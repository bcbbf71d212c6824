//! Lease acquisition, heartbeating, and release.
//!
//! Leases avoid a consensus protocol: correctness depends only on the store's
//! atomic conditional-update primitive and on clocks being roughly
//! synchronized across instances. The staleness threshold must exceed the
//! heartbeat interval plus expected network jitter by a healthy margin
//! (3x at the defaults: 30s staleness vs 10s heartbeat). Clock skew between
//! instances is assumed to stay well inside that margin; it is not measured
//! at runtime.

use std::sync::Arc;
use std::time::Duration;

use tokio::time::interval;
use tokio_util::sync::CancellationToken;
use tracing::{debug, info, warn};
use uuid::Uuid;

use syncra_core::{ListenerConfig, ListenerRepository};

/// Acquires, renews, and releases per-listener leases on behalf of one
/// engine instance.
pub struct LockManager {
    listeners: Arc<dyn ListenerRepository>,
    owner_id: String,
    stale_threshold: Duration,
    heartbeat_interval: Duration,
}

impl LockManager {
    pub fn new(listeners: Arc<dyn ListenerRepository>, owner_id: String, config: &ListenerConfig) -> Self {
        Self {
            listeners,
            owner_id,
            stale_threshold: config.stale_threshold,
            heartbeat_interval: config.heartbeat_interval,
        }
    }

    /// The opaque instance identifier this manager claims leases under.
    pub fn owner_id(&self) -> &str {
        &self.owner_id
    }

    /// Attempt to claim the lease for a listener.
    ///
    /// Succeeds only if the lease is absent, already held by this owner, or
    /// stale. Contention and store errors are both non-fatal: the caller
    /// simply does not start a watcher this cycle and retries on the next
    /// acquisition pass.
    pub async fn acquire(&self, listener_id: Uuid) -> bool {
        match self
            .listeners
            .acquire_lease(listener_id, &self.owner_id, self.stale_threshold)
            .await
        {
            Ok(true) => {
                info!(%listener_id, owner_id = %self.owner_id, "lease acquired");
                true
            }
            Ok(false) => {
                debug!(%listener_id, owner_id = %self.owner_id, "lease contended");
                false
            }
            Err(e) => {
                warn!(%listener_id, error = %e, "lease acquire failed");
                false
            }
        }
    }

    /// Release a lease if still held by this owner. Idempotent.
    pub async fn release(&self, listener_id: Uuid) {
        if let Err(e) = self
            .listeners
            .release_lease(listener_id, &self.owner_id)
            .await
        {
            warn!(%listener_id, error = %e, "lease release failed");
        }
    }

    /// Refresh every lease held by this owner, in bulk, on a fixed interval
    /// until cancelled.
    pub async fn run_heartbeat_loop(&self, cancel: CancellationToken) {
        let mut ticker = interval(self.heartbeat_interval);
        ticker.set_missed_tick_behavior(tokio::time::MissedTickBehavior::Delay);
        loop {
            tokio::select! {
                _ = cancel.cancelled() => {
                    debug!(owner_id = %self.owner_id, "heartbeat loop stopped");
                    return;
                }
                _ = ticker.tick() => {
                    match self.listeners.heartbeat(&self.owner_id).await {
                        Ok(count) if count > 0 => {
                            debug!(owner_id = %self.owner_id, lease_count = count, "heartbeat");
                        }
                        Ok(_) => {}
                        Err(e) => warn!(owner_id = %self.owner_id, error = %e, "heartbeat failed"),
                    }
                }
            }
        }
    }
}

* * *

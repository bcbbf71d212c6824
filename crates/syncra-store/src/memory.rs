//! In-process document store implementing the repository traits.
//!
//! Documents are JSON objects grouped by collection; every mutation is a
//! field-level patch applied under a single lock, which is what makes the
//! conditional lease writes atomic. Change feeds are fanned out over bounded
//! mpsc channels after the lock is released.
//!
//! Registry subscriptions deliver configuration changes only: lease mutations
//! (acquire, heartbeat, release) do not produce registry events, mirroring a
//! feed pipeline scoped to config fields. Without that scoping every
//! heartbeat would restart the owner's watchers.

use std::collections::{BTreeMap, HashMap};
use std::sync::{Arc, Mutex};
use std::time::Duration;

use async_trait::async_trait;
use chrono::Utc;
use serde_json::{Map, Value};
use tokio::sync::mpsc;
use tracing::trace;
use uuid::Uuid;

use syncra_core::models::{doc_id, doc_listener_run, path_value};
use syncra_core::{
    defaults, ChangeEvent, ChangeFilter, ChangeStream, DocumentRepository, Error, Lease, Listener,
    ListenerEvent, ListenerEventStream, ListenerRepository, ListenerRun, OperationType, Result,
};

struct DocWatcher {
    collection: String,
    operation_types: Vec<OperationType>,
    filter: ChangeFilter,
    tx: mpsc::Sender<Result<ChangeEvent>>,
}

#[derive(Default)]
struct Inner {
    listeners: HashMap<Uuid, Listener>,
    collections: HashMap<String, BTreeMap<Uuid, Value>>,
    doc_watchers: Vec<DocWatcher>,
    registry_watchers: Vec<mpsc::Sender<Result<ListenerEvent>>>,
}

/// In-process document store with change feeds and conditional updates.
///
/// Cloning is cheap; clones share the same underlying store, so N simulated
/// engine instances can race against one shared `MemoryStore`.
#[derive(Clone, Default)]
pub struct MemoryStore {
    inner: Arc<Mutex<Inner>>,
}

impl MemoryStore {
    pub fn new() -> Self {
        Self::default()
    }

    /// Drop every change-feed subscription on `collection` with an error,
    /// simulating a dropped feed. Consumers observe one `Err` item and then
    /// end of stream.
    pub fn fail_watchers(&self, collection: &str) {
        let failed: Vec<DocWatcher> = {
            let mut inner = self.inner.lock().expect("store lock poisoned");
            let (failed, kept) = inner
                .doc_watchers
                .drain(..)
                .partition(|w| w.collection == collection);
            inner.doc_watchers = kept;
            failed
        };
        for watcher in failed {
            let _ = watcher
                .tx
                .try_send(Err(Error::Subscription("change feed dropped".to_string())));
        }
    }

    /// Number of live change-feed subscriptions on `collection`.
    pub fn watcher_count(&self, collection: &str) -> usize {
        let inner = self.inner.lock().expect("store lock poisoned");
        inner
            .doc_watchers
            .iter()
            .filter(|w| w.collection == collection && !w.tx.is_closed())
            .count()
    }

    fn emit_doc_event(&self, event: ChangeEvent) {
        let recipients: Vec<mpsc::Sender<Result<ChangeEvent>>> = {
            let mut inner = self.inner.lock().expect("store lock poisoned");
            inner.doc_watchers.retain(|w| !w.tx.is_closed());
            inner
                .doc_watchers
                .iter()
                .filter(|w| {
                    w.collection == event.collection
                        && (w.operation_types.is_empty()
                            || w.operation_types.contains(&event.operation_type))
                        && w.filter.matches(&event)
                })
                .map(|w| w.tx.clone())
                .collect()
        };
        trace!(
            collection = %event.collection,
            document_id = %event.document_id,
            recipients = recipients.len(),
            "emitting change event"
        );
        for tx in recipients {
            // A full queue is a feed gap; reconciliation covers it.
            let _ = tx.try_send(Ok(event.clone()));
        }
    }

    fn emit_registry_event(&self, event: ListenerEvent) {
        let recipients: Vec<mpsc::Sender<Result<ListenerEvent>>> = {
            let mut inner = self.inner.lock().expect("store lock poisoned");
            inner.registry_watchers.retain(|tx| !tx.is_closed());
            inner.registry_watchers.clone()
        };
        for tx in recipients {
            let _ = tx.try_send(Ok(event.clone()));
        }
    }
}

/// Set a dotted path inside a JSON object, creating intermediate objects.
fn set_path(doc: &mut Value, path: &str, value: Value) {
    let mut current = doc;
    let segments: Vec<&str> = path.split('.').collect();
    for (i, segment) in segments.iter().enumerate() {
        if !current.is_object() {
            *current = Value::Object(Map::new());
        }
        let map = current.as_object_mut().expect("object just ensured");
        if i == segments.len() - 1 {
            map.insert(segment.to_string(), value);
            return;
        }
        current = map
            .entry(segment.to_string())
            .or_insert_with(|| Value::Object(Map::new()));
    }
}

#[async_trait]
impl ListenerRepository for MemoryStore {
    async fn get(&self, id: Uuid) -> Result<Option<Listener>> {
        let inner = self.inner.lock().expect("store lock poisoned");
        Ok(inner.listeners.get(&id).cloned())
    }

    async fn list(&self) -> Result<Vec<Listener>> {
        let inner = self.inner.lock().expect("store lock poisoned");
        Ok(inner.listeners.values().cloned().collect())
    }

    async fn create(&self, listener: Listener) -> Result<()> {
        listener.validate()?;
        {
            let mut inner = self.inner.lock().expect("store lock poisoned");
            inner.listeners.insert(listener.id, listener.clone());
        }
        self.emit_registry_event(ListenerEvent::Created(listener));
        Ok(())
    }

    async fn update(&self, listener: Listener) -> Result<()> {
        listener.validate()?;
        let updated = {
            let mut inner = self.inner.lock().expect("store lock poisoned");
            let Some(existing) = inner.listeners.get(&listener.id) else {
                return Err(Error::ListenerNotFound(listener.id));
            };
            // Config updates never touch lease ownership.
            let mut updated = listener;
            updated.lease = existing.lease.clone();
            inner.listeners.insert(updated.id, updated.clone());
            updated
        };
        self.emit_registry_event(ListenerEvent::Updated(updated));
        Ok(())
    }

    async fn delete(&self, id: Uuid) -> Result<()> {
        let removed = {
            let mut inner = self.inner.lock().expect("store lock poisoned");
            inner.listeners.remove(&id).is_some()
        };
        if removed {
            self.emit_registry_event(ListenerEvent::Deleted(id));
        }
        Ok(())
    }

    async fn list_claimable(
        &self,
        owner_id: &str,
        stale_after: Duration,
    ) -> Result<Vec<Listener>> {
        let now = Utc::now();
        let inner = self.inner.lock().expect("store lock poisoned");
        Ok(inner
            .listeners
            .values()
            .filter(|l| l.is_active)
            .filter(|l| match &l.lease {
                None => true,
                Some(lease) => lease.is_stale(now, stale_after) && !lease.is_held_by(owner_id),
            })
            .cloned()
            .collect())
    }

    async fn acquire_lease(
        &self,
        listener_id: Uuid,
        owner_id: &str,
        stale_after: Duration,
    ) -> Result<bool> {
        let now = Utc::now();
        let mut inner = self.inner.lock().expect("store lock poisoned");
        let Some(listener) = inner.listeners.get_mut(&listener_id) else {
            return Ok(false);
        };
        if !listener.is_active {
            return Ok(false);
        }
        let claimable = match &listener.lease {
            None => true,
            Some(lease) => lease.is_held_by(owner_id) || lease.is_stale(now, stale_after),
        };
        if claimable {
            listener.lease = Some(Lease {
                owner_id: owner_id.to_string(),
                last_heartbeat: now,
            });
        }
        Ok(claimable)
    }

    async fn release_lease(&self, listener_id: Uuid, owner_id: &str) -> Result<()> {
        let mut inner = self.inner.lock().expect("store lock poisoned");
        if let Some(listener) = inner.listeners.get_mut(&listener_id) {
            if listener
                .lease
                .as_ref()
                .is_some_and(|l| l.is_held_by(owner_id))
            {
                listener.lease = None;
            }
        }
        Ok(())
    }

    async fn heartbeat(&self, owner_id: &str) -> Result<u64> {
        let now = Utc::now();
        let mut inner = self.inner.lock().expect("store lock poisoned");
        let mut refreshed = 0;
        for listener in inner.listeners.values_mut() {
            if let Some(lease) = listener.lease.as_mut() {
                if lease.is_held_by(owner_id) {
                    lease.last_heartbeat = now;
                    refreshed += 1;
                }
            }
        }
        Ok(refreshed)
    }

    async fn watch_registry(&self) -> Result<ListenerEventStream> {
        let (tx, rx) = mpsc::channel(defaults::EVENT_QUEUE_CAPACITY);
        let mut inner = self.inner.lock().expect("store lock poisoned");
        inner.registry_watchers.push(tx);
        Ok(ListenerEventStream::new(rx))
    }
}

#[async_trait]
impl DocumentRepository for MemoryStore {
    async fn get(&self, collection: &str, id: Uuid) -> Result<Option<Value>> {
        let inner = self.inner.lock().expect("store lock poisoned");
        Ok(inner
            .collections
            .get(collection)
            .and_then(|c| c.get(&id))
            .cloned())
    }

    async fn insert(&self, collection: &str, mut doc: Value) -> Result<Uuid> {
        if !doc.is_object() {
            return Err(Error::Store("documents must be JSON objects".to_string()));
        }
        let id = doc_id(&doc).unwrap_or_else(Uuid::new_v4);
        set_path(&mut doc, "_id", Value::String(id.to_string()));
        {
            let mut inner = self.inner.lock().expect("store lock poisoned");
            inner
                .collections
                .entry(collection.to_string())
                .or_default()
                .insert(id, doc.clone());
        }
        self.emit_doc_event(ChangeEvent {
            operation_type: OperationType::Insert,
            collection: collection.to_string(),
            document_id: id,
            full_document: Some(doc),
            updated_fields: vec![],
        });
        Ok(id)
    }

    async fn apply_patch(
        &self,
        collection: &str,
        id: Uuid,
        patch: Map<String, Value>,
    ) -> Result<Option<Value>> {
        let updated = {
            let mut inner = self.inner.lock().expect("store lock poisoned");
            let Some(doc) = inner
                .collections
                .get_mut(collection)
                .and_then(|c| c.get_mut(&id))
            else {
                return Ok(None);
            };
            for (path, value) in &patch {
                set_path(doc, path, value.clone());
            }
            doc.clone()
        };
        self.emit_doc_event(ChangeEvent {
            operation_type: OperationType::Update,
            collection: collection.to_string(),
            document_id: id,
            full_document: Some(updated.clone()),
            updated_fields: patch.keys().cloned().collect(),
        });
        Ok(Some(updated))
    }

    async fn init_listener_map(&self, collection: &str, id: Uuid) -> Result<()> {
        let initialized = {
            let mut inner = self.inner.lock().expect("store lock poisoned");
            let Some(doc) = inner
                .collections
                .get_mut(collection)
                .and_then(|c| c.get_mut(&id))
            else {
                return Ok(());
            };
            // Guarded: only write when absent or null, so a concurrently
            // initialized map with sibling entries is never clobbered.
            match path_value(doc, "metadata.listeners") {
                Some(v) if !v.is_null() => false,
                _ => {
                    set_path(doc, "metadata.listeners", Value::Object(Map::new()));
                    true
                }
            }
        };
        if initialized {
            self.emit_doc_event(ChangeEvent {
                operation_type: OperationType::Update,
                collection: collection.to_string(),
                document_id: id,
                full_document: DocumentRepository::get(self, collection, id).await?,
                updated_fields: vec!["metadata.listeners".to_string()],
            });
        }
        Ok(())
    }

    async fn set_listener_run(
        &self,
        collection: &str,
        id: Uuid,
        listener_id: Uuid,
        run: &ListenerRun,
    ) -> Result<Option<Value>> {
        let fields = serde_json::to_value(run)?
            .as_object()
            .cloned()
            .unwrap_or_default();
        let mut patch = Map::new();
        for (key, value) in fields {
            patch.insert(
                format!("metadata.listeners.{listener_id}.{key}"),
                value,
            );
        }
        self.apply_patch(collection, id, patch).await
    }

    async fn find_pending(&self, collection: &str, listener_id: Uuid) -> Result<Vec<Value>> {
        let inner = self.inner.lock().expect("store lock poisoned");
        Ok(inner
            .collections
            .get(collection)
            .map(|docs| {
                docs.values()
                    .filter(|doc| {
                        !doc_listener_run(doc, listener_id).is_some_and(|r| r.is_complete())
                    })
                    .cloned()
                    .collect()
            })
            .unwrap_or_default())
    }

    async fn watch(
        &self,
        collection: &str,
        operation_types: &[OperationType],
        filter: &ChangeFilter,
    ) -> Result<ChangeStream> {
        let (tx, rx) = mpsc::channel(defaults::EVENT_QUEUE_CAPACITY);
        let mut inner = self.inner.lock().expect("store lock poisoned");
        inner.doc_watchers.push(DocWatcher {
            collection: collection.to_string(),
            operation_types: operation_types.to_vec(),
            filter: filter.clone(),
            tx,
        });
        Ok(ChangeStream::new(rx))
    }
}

INSTRUCTIONS FOR THE TASK
Copy each line of the data that contains the word "entry".

SOLUTION TO THE EXERCISE
            .entry(segment.to_string())
                .entry(collection.to_string())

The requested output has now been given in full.